Query building with string concatenation #
I'll start with the string concatenation approach using Dapper. We're building a search query that filters courses by optional parameters and returns paginated results with a total count:
// This is the filter request object that the user passes to the query
public class QueryRequest
{
public string? SearchText { get; set; }
public int? DepartmentId { get; set; }
public int[]? InstructorIds { get; set; }
public int SkipCount { get; set; } // for offset
public int TakeCount { get; set; } // for limit
}
public QueryResponse QueryCoursesStringConcat(QueryRequest request, IDbConnection dbConnection)
{
// Build the base query that tries to search by all optional parameters if provided,
// or returns all results. It's used in building the list and count queries bellow.
var query = new StringBuilder();
query.Append(@"
from Course
inner join Department on Department.ID = Course.DepartmentID
left join CourseAssignment on CourseAssignment.CourseID = Course.ID
left join Instructor on Instructor.ID = CourseAssignment.InstructorID
left join Enrollment on Enrollment.CourseID = Course.ID
WHERE 1 = 1
");
if (!string.IsNullOrEmpty(request.SearchText))
query.Append(" and (Course.Title ilike @SearchText or Instructor.FullName ilike @SearchText)");
if (request.DepartmentId.HasValue)
query.Append(" and Department.ID = @DepartmentID");
if (request.InstructorIds?.Any() == true)
query.Append(" and Instructor.ID = any(@InstructorIds)");
// Built the list query with pagination on top of the base query.
var listQuery = @"
select
Course.Title as CourseTitle,
Course.Credits as CourseCredits,
Department.Name as DepartmentName,
Instructor.LastName as InstructorName "
+ query.ToString() + " OFFSET @SkipCount LIMIT @TakeCount";
// Execute the list query using Dapper
var items = dbConnection.Query<ResponseItem>(listQuery, new
{
SearchText = request.SearchText,
DepartmentID = request.DepartmentId,
InstructorIds = request.InstructorIds,
SkipCount = request.SkipCount,
TakeCount = request.TakeCount
});
// Build the count query.
var countQuery = "select count(*) " + query;
// Execute the count query using Dapper
var totalCount = dbConnection.ExecuteScalar<int>(countQuery, new
{
SearchText = request.SearchText,
DepartmentID = request.DepartmentId,
InstructorIds = request.InstructorIds
});
return new QueryResponse
{
Items = items,
TotalCount = totalCount
};
}
I've learned to watch for several things when building queries this way: proper whitespace placement around concatenated strings, using WHERE 1 = 1
pattern for cleaner conditional logic, and always using parameterized queries instead of string interpolation to prevent SQL injection.
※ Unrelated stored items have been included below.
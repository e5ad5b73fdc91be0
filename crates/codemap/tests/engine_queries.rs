//! End-to-end query tests through the engine with in-memory storage.
//!
//! These exercise the full path a request takes: argument validation,
//! document load, graph construction, analysis, and the per-tenant result
//! cache.

mod common;

use codemap::{
    AggregationLevel, EngineConfig, Error, MemoryStore, QueryEngine, RiskLevel,
};
use common::{edge, sample_code_map, symbol};
use std::sync::Arc;

fn engine() -> QueryEngine {
    QueryEngine::new(Arc::new(MemoryStore::new()))
}

#[tokio::test]
async fn dependents_query_end_to_end() {
    common::init_tracing();
    let engine = engine();
    engine
        .save_code_map("tenant-a", "authsvc", &sample_code_map())
        .await
        .unwrap();

    let report = engine
        .get_dependents("tenant-a", "authsvc", "auth.validate_token", None)
        .await
        .unwrap();

    assert_eq!(report.symbol, "auth.validate_token");
    assert_eq!(report.direct.len(), 3);
    assert_eq!(report.transitive.len(), 1);
    assert_eq!(report.transitive[0].symbol, "services.user_service");
    assert_eq!(report.total, 4);
}

#[tokio::test]
async fn depth_one_limits_to_direct_dependents() {
    let engine = engine();
    engine
        .save_code_map("tenant-a", "authsvc", &sample_code_map())
        .await
        .unwrap();

    let report = engine
        .get_dependents("tenant-a", "authsvc", "auth.validate_token", Some(1))
        .await
        .unwrap();

    assert_eq!(report.direct.len(), 3);
    assert!(report.transitive.is_empty());
}

#[tokio::test]
async fn impact_query_end_to_end() {
    let engine = engine();
    engine
        .save_code_map("tenant-a", "authsvc", &sample_code_map())
        .await
        .unwrap();

    let report = engine
        .get_impact_report("tenant-a", "authsvc", "auth.validate_token", true)
        .await
        .unwrap();

    // 3 direct + 1 transitive across api.py, middleware.py, services.py
    assert_eq!(
        report.affected_files,
        vec!["api.py", "middleware.py", "services.py"]
    );
    assert_eq!(report.risk_score, 48);
    assert_eq!(report.risk_level, RiskLevel::Medium);
    assert_eq!(
        report.suggested_tests,
        Some(vec!["tests.test_api.test_login".to_string()])
    );
    assert!(report.summary.contains("MEDIUM"));
}

#[tokio::test]
async fn breaking_change_query_end_to_end() {
    let engine = engine();
    engine
        .save_code_map("tenant-a", "authsvc", &sample_code_map())
        .await
        .unwrap();

    let report = engine
        .check_breaking_change(
            "tenant-a",
            "authsvc",
            "auth.validate_token",
            "def validate_token(token, audience)",
        )
        .await
        .unwrap();

    assert!(report.breaking);
    assert_eq!(report.breaking_callers.len(), 4);
    assert!(report.safe_callers.is_empty());
}

#[tokio::test]
async fn architecture_query_end_to_end() {
    let engine = engine();
    engine
        .save_code_map("tenant-a", "authsvc", &sample_code_map())
        .await
        .unwrap();

    let report = engine
        .get_architecture("tenant-a", "authsvc", AggregationLevel::Module)
        .await
        .unwrap();

    assert_eq!(report.level, AggregationLevel::Module);
    let names: Vec<&str> = report.aggregates.iter().map(|a| a.name.as_str()).collect();
    assert!(names.contains(&"auth.py"));
    assert!(names.contains(&"api.py"));
    assert!(report.cycles.is_empty());
}

#[tokio::test]
async fn unknown_project_is_project_not_found() {
    let engine = engine();

    let err = engine
        .get_dependents("tenant-a", "no-such-project", "auth.validate_token", None)
        .await
        .unwrap_err();

    assert!(matches!(err, Error::ProjectNotFound(_)), "got {err}");
}

#[tokio::test]
async fn empty_symbol_is_rejected_before_loading() {
    let engine = engine();

    let err = engine
        .get_dependents("tenant-a", "authsvc", "   ", None)
        .await
        .unwrap_err();

    // Argument validation runs first, so a missing project never masks it
    assert!(matches!(err, Error::InvalidArgument(_)), "got {err}");
}

#[tokio::test]
async fn cached_result_survives_document_deletion() {
    let engine = engine();
    engine
        .save_code_map("tenant-a", "authsvc", &sample_code_map())
        .await
        .unwrap();

    let first = engine
        .get_dependents("tenant-a", "authsvc", "auth.validate_token", None)
        .await
        .unwrap();

    assert!(engine.delete_code_map("tenant-a", "authsvc").await.unwrap());

    // Identical query is answered from cache
    let cached = engine
        .get_dependents("tenant-a", "authsvc", "auth.validate_token", None)
        .await
        .unwrap();
    assert_eq!(cached.total, first.total);

    // A query with different arguments misses and hits the missing document
    let err = engine
        .get_dependents("tenant-a", "authsvc", "auth.validate_token", Some(1))
        .await
        .unwrap_err();
    assert!(matches!(err, Error::ProjectNotFound(_)));
}

#[tokio::test]
async fn saving_a_new_document_invalidates_cached_results() {
    let engine = engine();

    let mut v1 = sample_code_map();
    v1.dependencies = vec![edge("api.login", "auth.validate_token")];
    engine
        .save_code_map("tenant-a", "authsvc", &v1)
        .await
        .unwrap();

    let before = engine
        .get_dependents("tenant-a", "authsvc", "auth.validate_token", None)
        .await
        .unwrap();
    assert_eq!(before.total, 1);

    engine
        .save_code_map("tenant-a", "authsvc", &sample_code_map())
        .await
        .unwrap();

    let after = engine
        .get_dependents("tenant-a", "authsvc", "auth.validate_token", None)
        .await
        .unwrap();
    assert_eq!(after.total, 4);
}

#[tokio::test]
async fn saving_the_identical_document_twice_is_idempotent() {
    let engine = engine();
    let map = sample_code_map();

    engine.save_code_map("tenant-a", "authsvc", &map).await.unwrap();
    let first = engine
        .get_impact_report("tenant-a", "authsvc", "auth.validate_token", true)
        .await
        .unwrap();

    engine.save_code_map("tenant-a", "authsvc", &map).await.unwrap();
    let second = engine
        .get_impact_report("tenant-a", "authsvc", "auth.validate_token", true)
        .await
        .unwrap();

    assert_eq!(first.risk_score, second.risk_score);
    assert_eq!(first.affected_files, second.affected_files);
    assert_eq!(first.suggested_tests, second.suggested_tests);
    assert_eq!(first.summary, second.summary);
    assert_eq!(
        engine.list_projects("tenant-a").await.unwrap(),
        vec!["authsvc"]
    );
}

#[tokio::test]
async fn invalid_document_is_rejected_and_not_stored() {
    let engine = engine();

    let mut map = sample_code_map();
    map.version = "not-semver".to_string();
    let err = engine
        .save_code_map("tenant-a", "authsvc", &map)
        .await
        .unwrap_err();
    assert!(matches!(err, Error::Validation(_)), "got {err}");

    assert!(engine
        .list_projects("tenant-a")
        .await
        .unwrap()
        .is_empty());
}

#[tokio::test]
async fn tenants_cannot_see_each_other() {
    let engine = engine();
    engine
        .save_code_map("tenant-a", "authsvc", &sample_code_map())
        .await
        .unwrap();

    let err = engine
        .get_dependents("tenant-b", "authsvc", "auth.validate_token", None)
        .await
        .unwrap_err();
    assert!(matches!(err, Error::ProjectNotFound(_)));

    assert_eq!(
        engine.list_projects("tenant-a").await.unwrap(),
        vec!["authsvc"]
    );
    assert!(engine.list_projects("tenant-b").await.unwrap().is_empty());
}

#[tokio::test]
async fn list_and_delete_manage_the_project_catalog() {
    let engine = engine();
    engine
        .save_code_map("tenant-a", "svc-b", &sample_code_map())
        .await
        .unwrap();
    engine
        .save_code_map("tenant-a", "svc-a", &sample_code_map())
        .await
        .unwrap();

    assert_eq!(
        engine.list_projects("tenant-a").await.unwrap(),
        vec!["svc-a", "svc-b"]
    );

    assert!(engine.delete_code_map("tenant-a", "svc-a").await.unwrap());
    assert!(!engine.delete_code_map("tenant-a", "svc-a").await.unwrap());
    assert_eq!(
        engine.list_projects("tenant-a").await.unwrap(),
        vec!["svc-b"]
    );
}

#[tokio::test]
async fn zero_ttl_config_disables_cache_reuse() {
    let store = Arc::new(MemoryStore::new());
    let config = EngineConfig {
        cache_ttl_secs: 0,
        ..EngineConfig::default()
    };
    let engine = QueryEngine::with_config(store, &config);

    engine
        .save_code_map("tenant-a", "authsvc", &sample_code_map())
        .await
        .unwrap();
    engine
        .get_dependents("tenant-a", "authsvc", "auth.validate_token", None)
        .await
        .unwrap();

    // With an expired-on-write cache the deleted document is not served
    engine.delete_code_map("tenant-a", "authsvc").await.unwrap();
    let err = engine
        .get_dependents("tenant-a", "authsvc", "auth.validate_token", None)
        .await
        .unwrap_err();
    assert!(matches!(err, Error::ProjectNotFound(_)));
}

#[tokio::test]
async fn dangling_edge_targets_resolve_with_sentinel_location() {
    let engine = engine();

    let mut map = sample_code_map();
    map.dependencies.push(edge("ghost.caller", "auth.validate_token"));
    engine
        .save_code_map("tenant-a", "authsvc", &map)
        .await
        .unwrap();

    let report = engine
        .get_dependents("tenant-a", "authsvc", "auth.validate_token", Some(1))
        .await
        .unwrap();

    let ghost = report
        .direct
        .iter()
        .find(|d| d.symbol == "ghost.caller")
        .expect("dangling caller should still be reported");
    assert_eq!(ghost.file, "<unknown>");
    assert_eq!(ghost.line, 0);
}

#[tokio::test]
async fn architecture_reports_cycles_between_modules() {
    let engine = engine();

    let map = codemap::CodeMap {
        version: "1.0.0".to_string(),
        generated_at: "2026-01-15T10:30:00Z".to_string(),
        source_root: "/repo".to_string(),
        symbols: vec![
            symbol("orders.place", "orders.py", 1),
            symbol("billing.charge", "billing.py", 1),
        ],
        dependencies: vec![
            edge("orders.place", "billing.charge"),
            edge("billing.charge", "orders.place"),
        ],
    };
    engine
        .save_code_map("tenant-a", "shop", &map)
        .await
        .unwrap();

    let report = engine
        .get_architecture("tenant-a", "shop", AggregationLevel::Module)
        .await
        .unwrap();

    assert_eq!(report.cycles.len(), 1);
    assert!(report.summary.contains("1 circular dependency"));
}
Query building with SqlKata #
SqlKata provides a fluent, expression-based approach. I've used it successfully across many projects for everything from simple search queries to complex report builders:
public QueryResponse QueryCoursesSqlKata(QueryRequest request, QueryFactory dbQueryFactory)
{
// Build the base query that tries to search by all optional parameters if provided,
// or returns all results. It's used in building the list and count queries bellow.
var query = dbQueryFactory.Query("Course")
.Join("Department", "Department.ID", "Course.DepartmentID")
.LeftJoin("CourseAssignment", "CourseAssignment.CourseID", "Course.ID")
.LeftJoin("Instructor", "Instructor.ID", "CourseAssignment.InstructorID")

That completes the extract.